Consider the following problem (found here along with the solutions):
Let $ABC$ be a triangle with $\angle A=60^\circ$. Line $\ell$ intersects segments $AB$ and $AC$ and splits triangle $ABC$ into an equilateral triangle and quadrilateral. Let $X$ and $Y$ be on $\ell$ such that $BX$ and $CY$ are perpendicular to $\ell$. Given that $AB=20$ and $AC=22$ compute $XY$
Please post other solutions to this question. Here's what I did:
Note that the segments $BX$ and $CY$ are variable. So we can set $BX=0$, then $CY>0$ because $AC>AB$. The large(st) equilateral triangle formed has sides of $20$ since $AB$ is one of its sides.

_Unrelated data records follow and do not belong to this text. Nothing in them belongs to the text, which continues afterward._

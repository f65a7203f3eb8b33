//! Media catalog server library.
//!
//! Serves the tracks, M-House, banner and YouTube collections of the
//! storefront, plus settings, play/download counters and file uploads, from
//! SQLite or from plain JSON files.

pub mod catalog;
pub mod config;
pub mod server;
pub mod sqlite_persistence;
pub mod storage;
pub mod upload;

// Re-export commonly used types for convenience
pub use server::{make_app, run_server, RequestsLoggingLevel, ServerConfig};
pub use storage::{resolve_backend, BackendMode, ResolvedBackend, StorageSettings};
pub use upload::UploadStore;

Let the intersection of $\ell$ with $AC$ be denoted as $C'$. Then, $BC'=AB$. Also, $CC'=2$. We now need to find $C'Y$. Since $\angle AC'B'=60^\circ$, $\angle CC'Y=60^\circ$, so $C'Y=1$. So the answer is $XY=BC'+C'Y=20+1=21$
Here is the original solution made by the competition organizers:
Let the intersection points of $ℓ$ with $AB$ and $AC$ be $B′$ and $C ′$. Note that $AB′ + AC′ = 2B′C'$, $BB′ = 2XB′$, and $CC′ = 2YC′$. Adding gives us $AB + AC = AB′ + AC′ + BB′ + CC′ = 2(B′C′ + XB′ + Y C′) = 2XY$. Thus, $XY =\frac{20+22}2 = 21$.